La antigua Ley General de Sociedades (Decreto Supremo Nº 003-85-JUS) hizo la distinción entre: (a) las acciones de impugnación de acuerdos contrarios a dicha Ley, contrarios al estatuto respectivo o que lesionen, en beneficio de uno o varios socios, los intereses de la sociedad ; (b) las acciones de impugnación de acuerdos contrarios a normas imperativas o que se funden en causales de nulidad previstas en la citada Ley o en el Código Civil ; y, (c) las impugnaciones de juntas generales o acuerdos que se funden en defecto de convocatoria o falta de quórum .

Y la actual Ley General de Sociedades (Ley Nº 26887) hace las siguientes diferencias: (a) La impugnación de acuerdos contrarios a dicha Ley, contrarios al estatuto o al pacto social respectivo  o que lesionen, en beneficio directo o indirecto de uno o varios socios, los intereses de la sociedad ; (b) la impugnación de acuerdos societarios que incurran en causal de anulabilidad ; (c) la acción de nulidad de acuerdos societarios contrarios a normas imperativas o que se funden en causales de nulidad previstas en la citada Ley o en el Código Civil ; y, (d) otras acciones de impugnación no previstas en la ley . 

La antigua Ley hacía una distinción innecesaria pues un acuerdo que incurra en causal de nulidad puede, al mismo tiempo, lesionar los intereses de la sociedad y, también, ser contrario al estatuto social. Y este mismo comentario es aplicable a la nueva Ley, si se tiene en cuenta que tales diferencias son semejantes. ¿Acaso tales impugnaciones no se refieren a un mismo objetivo: destruir un acuerdo o decisión societaria? ¿Por qué hacer distinciones irrelevantes o confusas?

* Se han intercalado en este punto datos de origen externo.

impl Execution<'_> {
    fn command(&mut self, command: &Command) -> Result<Vec<ObjectId>, LedgerError> {
        match command {
            Command::MergeCoins {
                destination,
                sources,
            } => {
                let destination = self.object(destination)?;
                for source in sources {
                    let source = self.object(source)?;
                    if source == destination {
                        return Err(rejected("cannot merge a coin into itself"));
                    }
                    let coin = self.take_coin(&source)?;
                    let dest = self.owned_coin(&destination)?;
                    if dest.coin_type != coin.coin_type {
                        return Err(rejected("cannot merge coins of different types"));
                    }
                    dest.balance = dest
                        .balance
                        .checked_add(coin.balance)
                        .ok_or_else(|| rejected("coin balance overflow"))?;
                }
                Ok(vec![])
            }
            Command::SplitCoins { coin, amounts } => {
                let coin_id = self.object(coin)?;
                let mut split = Vec::with_capacity(amounts.len());
                for amount in amounts {
                    let amount = self.pure_u64(amount)?;
                    let source = self.owned_coin(&coin_id)?;
                    source.balance = source.balance.checked_sub(amount).ok_or(LedgerError::Aborted {
                        function: "split_coins".into(),
                        code: 0,
                    })?;
                    let piece = CoinObject {
                        balance: amount,
                        ..source.clone()
                    };
                    let id = ObjectId::random();
                    self.state.coins.insert(id, piece);
                    split.push(id);
                }
                Ok(split)
            }
            Command::MoveCall(call) => self.move_call(call),
        }
    }

    fn move_call(&mut self, call: &MoveCall) -> Result<Vec<ObjectId>, LedgerError> {
        if call.package != self.ledger.package_id {
            return Err(rejected(&format!("package {} is not published", call.package)));
        }
        if call.is(MAIN_MODULE, SETUP_FUNCTION) {
            let id = ObjectId::random();
            self.state.services.insert(
                id,
                ServiceObject {
                    owner: self.sender,
                    fee: self.ledger.fee,
                },
            );
            self.created.push(CreatedObject {
                id,
                owner: Owner::Shared,
                object_type: format!("{}::main::Service", call.package),
            });
            return Ok(vec![id]);
        }
        if call.is(MAIN_MODULE, BUY_FUNCTION) {
            return self.buy(call);
        }
        if call.is(APPROVE_MODULE, APPROVE_FUNCTION) {
            self.seal_approve(call)?;
            return Ok(vec![]);
        }
        Err(rejected(&format!("function {} does not exist", call.target())))
    }

    fn buy(&mut self, call: &MoveCall) -> Result<Vec<ObjectId>, LedgerError> {
        if call.type_arguments.first() != Some(&self.ledger.coin_type) {
            return Err(rejected("type argument does not match the service coin"));
        }
        let [coin, service, clock] = call.arguments.as_slice() else {
            return Err(rejected("buy expects (coin, service, clock)"));
        };
        let coin_id = self.object(coin)?;
        let service_id = self.object(service)?;
        self.expect_clock(clock)?;

        let service = self
            .state
            .services
            .get(&service_id)
            .cloned()
            .ok_or(LedgerError::NotFound(service_id))?;
        let payment = self.take_coin(&coin_id)?;
        if payment.balance != service.fee {
            return Err(LedgerError::Aborted {
                function: call.target(),
                code: E_INVALID_FEE,
            });
        }
        self.state.coins.insert(
            ObjectId::random(),
            CoinObject {
                owner: service.owner,
                ..payment
            },
        );

        let id = ObjectId::random();
        self.state.subscriptions.insert(
            id,
            SubscriptionObject {
                owner: self.sender,
                service_id,
                created_at: self.ledger.clock.now(),
            },
        );
        self.created.push(CreatedObject {
            id,
            owner: Owner::AddressOwner(self.sender),
            object_type: format!("{}::subscription::Subscription", call.package),
        });
        Ok(vec![id])
    }

    fn seal_approve(&mut self, call: &MoveCall) -> Result<(), LedgerError> {
        let no_access = || LedgerError::Aborted {
            function: call.target(),
            code: E_NO_ACCESS,
        };
        let [id, subscription, service, clock] = call.arguments.as_slice() else {
            return Err(rejected("seal_approve expects (id, subscription, service, clock)"));
        };
        let Argument::Pure(PureValue::Bytes(id)) = id else {
            return Err(rejected("seal_approve id must be bytes"));
        };
        let subscription_id = self.object(subscription)?;
        let service_id = self.object(service)?;
        self.expect_clock(clock)?;

        let Some(sub) = self.state.subscriptions.get(&subscription_id) else {
            return Err(no_access());
        };
        let valid = sub.owner == self.sender
            && sub.service_id == service_id
            && EncryptionId::from_bytes(id.clone()).has_prefix(&service_id)
            && sub.created_at + self.ledger.capability_ttl > self.ledger.clock.now();
        if valid { Ok(()) } else { Err(no_access()) }
    }

    fn object(&self, argument: &Argument) -> Result<ObjectId, LedgerError> {
        let missing = || rejected("argument refers to a missing result");
        match argument {
            Argument::Object(id) => Ok(*id),
            Argument::Result(i) => self
                .results
                .get(usize::from(*i))
                .and_then(|r| r.first())
                .copied()
                .ok_or_else(missing),
            Argument::NestedResult(i, j) => self
                .results
                .get(usize::from(*i))
                .and_then(|r| r.get(usize::from(*j)))
                .copied()
                .ok_or_else(missing),
            Argument::Pure(_) => Err(rejected("expected an object argument")),
        }
    }

    fn pure_u64(&self, argument: &Argument) -> Result<u64, LedgerError> {
        match argument {
            Argument::Pure(PureValue::U64(v)) => Ok(*v),
            _ => Err(rejected("expected a u64 argument")),
        }
    }

    fn expect_clock(&self, argument: &Argument) -> Result<(), LedgerError> {
        if self.object(argument)? == clock_object_id() {
            Ok(())
        } else {
            Err(rejected("expected the clock object"))
        }
    }

    fn owned_coin(&mut self, id: &ObjectId) -> Result<&mut CoinObject, LedgerError> {
        let sender = self.sender;
        match self.state.coins.get_mut(id) {
            Some(coin) if coin.owner == sender => Ok(coin),
            Some(_) => Err(rejected(&format!("coin {id} is not owned by {sender}"))),
            None => Err(LedgerError::NotFound(*id)),
        }
    }

    fn take_coin(&mut self, id: &ObjectId) -> Result<CoinObject, LedgerError> {
        self.owned_coin(id)?;
        self.state
            .coins
            .remove(id)
            .ok_or(LedgerError::NotFound(*id))
    }
}

fn rejected(reason: &str) -> LedgerError {
    LedgerError::Rejected(reason.to_string())
}

#[async_trait]
impl Ledger for InMemoryLedger {
    async fn coins(&self, owner: &Address, coin_type: &str) -> Result<Vec<Coin>, LedgerError> {
        let state = self.lock();
        let mut coins: Vec<Coin> = state
            .coins
            .iter()
            .filter(|(_, c)| c.owner == *owner && c.coin_type == coin_type)
            .map(|(id, c)| Coin::new(*id, c.balance))
            .collect();
        coins.sort_by(|a, b| b.balance.cmp(&a.balance).then(a.id.cmp(&b.id)));
        Ok(coins)
    }

    async fn get_object(&self, id: &ObjectId) -> Result<LedgerObject, LedgerError> {
        let mut state = self.lock();
        if let Some(left) = state.hidden_reads.get_mut(id)
            && *left > 0
        {
            *left -= 1;
            return Ok(LedgerObject {
                id: *id,
                content: None,
            });
        }

        let content = if let Some(sub) = state.subscriptions.get(id) {
            ObjectContent {
                object_type: format!("{}::subscription::Subscription", self.package_id),
                fields: json!({
                    "id": { "id": id.to_string() },
                    "created_at": sub.created_at.timestamp_millis().to_string(),
                    "service_id": sub.service_id.to_string(),
                }),
            }
        } else if let Some(service) = state.services.get(id) {
            ObjectContent {
                object_type: format!("{}::main::Service", self.package_id),
                fields: json!({
                    "id": { "id": id.to_string() },
                    "fee": service.fee.to_string(),
                    "ttl": self.capability_ttl.num_milliseconds().to_string(),
                    "owner": service.owner.to_string(),
                }),
            }
        } else if let Some(coin) = state.coins.get(id) {
            ObjectContent {
                object_type: format!("0x2::coin::Coin<{}>", coin.coin_type),
                fields: json!({
                    "id": { "id": id.to_string() },
                    "balance": coin.balance.to_string(),
                }),
            }
        } else {
            return Err(LedgerError::NotFound(*id));
        };
        Ok(LedgerObject {
            id: *id,
            content: Some(content),
        })
    }

    async fn execute(
        &self,
        sender: &Address,
        tx: &TransactionBuilder,
    ) -> Result<TransactionEffects, LedgerError> {
        if tx.gas_budget().is_none() {
            return Err(rejected("gas budget not set"));
        }
        let lag = *self.visibility_lag.lock().unwrap_or_else(|e| e.into_inner());
        let mut state = self.lock();
        let mut scratch = state.clone();
        let created = self.apply(&mut scratch, sender, tx)?;

        for object in &created {
            scratch.hidden_reads.insert(object.id, lag);
        }
        scratch.executed.push(tx.clone());
        let kind = tx
            .kind_bytes()
            .map_err(|e| rejected(&format!("unserializable transaction: {e}")))?;
        let mut hasher = blake3::Hasher::new();
        hasher.update(sender.as_bytes());
        hasher.update(&(scratch.executed.len() as u64).to_le_bytes());
        hasher.update(&kind);
        *state = scratch;

        Ok(TransactionEffects {
            digest: hasher.finalize().to_hex().to_string(),
            created,
        })
    }

    async fn simulate(&self, sender: &Address, tx_kind: &[u8]) -> Result<(), LedgerError> {
        let tx = TransactionBuilder::from_kind_bytes(tx_kind)
            .map_err(|e| rejected(&format!("malformed transaction kind: {e}")))?;
        let mut scratch = self.lock().clone();
        self.apply(&mut scratch, sender, &tx).map(|_| ())
    }

    async fn ledger_time(&self) -> Result<DateTime<Utc>, LedgerError> {
        Ok(self.clock.now())
    }
}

Una cuestión ya no sustantiva sino de tipo procesal, es que las citadas distinciones traen como consecuencia una diferencia en la vía procedimental, así por ejemplo, según la actual Ley General de Sociedades la acción de nulidad por causal de nulidad prevista en dicha Ley o en el Código Civil se sustanciará en un proceso de conocimiento  , en cambio, la impugnación por causa de acuerdo contrario al estatuto o la a Ley se sustanciará en el proceso abreviado , sumado a ello, la impugnación sustentada en defecto de convocatoria se tramita en un proceso sumarísimo. Esto es un error -a nuestra consideración- que se viene arrastrando desde la antigua Ley General de Sociedades, pues en ésta se incurrió en ello de un modo similar, así pues, tales diferencias, además, permitirían a cualquier demandante no sólo manipular a su antojo la vía procedimental pues, también, puede hacerlo respecto a los plazos de prescripción o caducidad para el ejercicio de la correspondiente acción judicial -como veremos en el análisis de nuestro futuro informe final.